Buckland offset the cost of the envelope by doing what she loves to do: finding perfectly good stuff other people were throwing away, and coming up with ingenious ways to save on materials. Every room has a half dozen stories about secondhand steals and dumpster dived gems. The kitchen, quoted at $30,000, ended up costing under $10,000 thanks to her ingenuity. She saved $1,000 by installing a tool cabinet instead of a kitchen cabinet, which she points out “holds your stuff just as well.” Her kitchen sink, because it had a scratch and was missing a basket, cost $15 instead of $1,000. Her kitchen counter is made of the waste products from marble and granite production. And when she priced cabinets, the doors were what was expensive. “Do you really need doors?” she asked herself. Nope, was the answer; her bright blue cabinets are open-face. In the same spirit, her downstairs shower has no stall, European style.
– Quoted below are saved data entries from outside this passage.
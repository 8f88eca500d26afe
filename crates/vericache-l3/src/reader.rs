//! Named registry of [`ProjectionSource`]s, exposing `FetchProjection` and
//! `RefreshProjection` over whichever one a caller names.

use std::collections::HashMap;
use std::sync::Arc;

use crate::error::L3Error;
use crate::source::{Filter, ProjectionRow, ProjectionSource};

/// Read-only access to every registered projection (component C6).
#[derive(Default)]
pub struct ProjectionReader {
    sources: HashMap<String, Arc<dyn ProjectionSource>>,
}

impl ProjectionReader {
    /// Creates an empty reader.
    pub fn new() -> Self {
        Self::default()
    }

    /// Registers `source` under `name`.
    pub fn register(&mut self, name: impl Into<String>, source: Arc<dyn ProjectionSource>) {
        self.sources.insert(name.into(), source);
    }

    /// Fetches up to `limit` rows from the projection named `name` matching
    /// `filter`.
    pub async fn fetch_projection(
        &self,
        name: &str,
        filter: &Filter,
        limit: usize,
    ) -> Result<Vec<ProjectionRow>, L3Error> {
        let source = self
            .sources
            .get(name)
            .ok_or_else(|| L3Error::UnknownProjection(name.to_string()))?;
        source.fetch(filter, limit).await
    }

    /// Asks the projection named `name` to refresh.
    pub async fn refresh_projection(&self, name: &str) -> Result<(), L3Error> {
        let source = self
            .sources
            .get(name)
            .ok_or_else(|| L3Error::UnknownProjection(name.to_string()))?;
        source.refresh().await
    }

    /// Returns true if every registered source's `refresh` succeeds, for
    /// `Health()`'s per-tier report. A reader with no registered sources is
    /// vacuously reachable.
    pub async fn is_reachable(&self) -> bool {
        for source in self.sources.values() {
            if source.refresh().await.is_err() {
                return false;
            }
        }
        true
    }
}

#[cfg(test)]
mod tests {
    use super::*;
    use crate::source::StaticProjectionSource;

    #[tokio::test]
    async fn fetch_on_unknown_projection_errors() {
        let reader = ProjectionReader::new();
        let err = reader
            .fetch_projection("verdicts", &Filter::any(), 10)
            .await
            .unwrap_err();
        assert!(matches!(err, L3Error::UnknownProjection(name) if name == "verdicts"));
    }

    #[tokio::test]
    async fn fetch_on_registered_projection_delegates() {
        let mut reader = ProjectionReader::new();
        reader.register(
            "verdicts",
            Arc::new(StaticProjectionSource::new(vec![ProjectionRow {
                key: "r1".to_string(),
                payload: vec![1],
                attributes: Default::default(),
            }])),
        );

        let rows = reader
            .fetch_projection("verdicts", &Filter::any(), 10)
            .await
            .unwrap();
        assert_eq!(rows.len(), 1);
    }

    #[tokio::test]
    async fn reader_with_no_sources_is_reachable() {
        let reader = ProjectionReader::new();
        assert!(reader.is_reachable().await);
    }

    #[tokio::test]
    async fn reader_is_reachable_when_every_source_refreshes_cleanly() {
        let mut reader = ProjectionReader::new();
        reader.register("verdicts", Arc::new(StaticProjectionSource::new(Vec::new())));
        assert!(reader.is_reachable().await);
    }
}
The combined effect of these thoughtful idiosyncrasies, plus all the art everywhere, is a house that defies the adage that green building has to be boring. It’s brimming with charm.
Bargain hunting, though, never meant compromising. It just meant a lot of legwork. “I think people don’t ask the right questions,” said Buckland. Her cabinets and flooring are free of the glues and chemicals that make most new home construction so unhealthy. Before buying bamboo flooring for a hallway, Buckland got the CEO of a giant lumber corporation on the phone to discuss the labor practices.
“I have to feel good; this is my house,” she explained. He was “very nice,” she said, but couldn’t help much. “No one’s ever asked me that before,” he told Buckland.
Upstairs, a handsome metal fan hangs from the ceiling. It was being tossed into a dumpster on Park Avenue. The vanity in the upstairs bathroom is in fact a kitchen cabinet that was being thrown away, although you wouldn’t know it. “Vanities are expensive,” she said, and since she had the luxury of building her own house she was able to have the contractor make it fit.
The flooring in Kevin’s room was leftover from another home construction. Local barn siding makes up one wall, with a latch that suggests a doorway to Narnia. Various bookshelves, benches and beams are made out of trees that were cleared during construction.
I complimented a giant wicker basket with a lid where she keeps her grandkids’ toys, which was large enough to hold a good sized person. “My son found on the street,” she said. “I saw it at the Whitney for $1200.” She showed me a couple paint spots on lid, probably the offending blemish. “Honestly,” she said.
Perhaps her greatest victory of all: “I have cherry trim!” she remembered mid-tour, leading me to the window frame. She spent a year trying to find sustainable wood – which meant it had to be grown within a 500-mile radius -- and finally found a co-op in Massachusetts. She paid the guy who grew, cut, planed, delivered trees cost less than if she’s gotten the wood at her local lumber yard, about $5 a foot as opposed to $12 – and it didn’t have to be shipped thousands of miles.
A beige chair in the living room was being tossed out of NYU when they were remodeling. With its metal frame it looked vaguely art deco, probably from the 70s. “If it’s old enough, people call it antique,” said Buckland. “But if it’s not that old people call it junk. It’s perfectly good furniture.”
Thanks to her eye for a bargain, Buckland’s house – including a new driveway, well and electric poles – squeaked in just under budget. She was able to pay it off free and clear with the proceeds from selling a previous house, without a mortgage.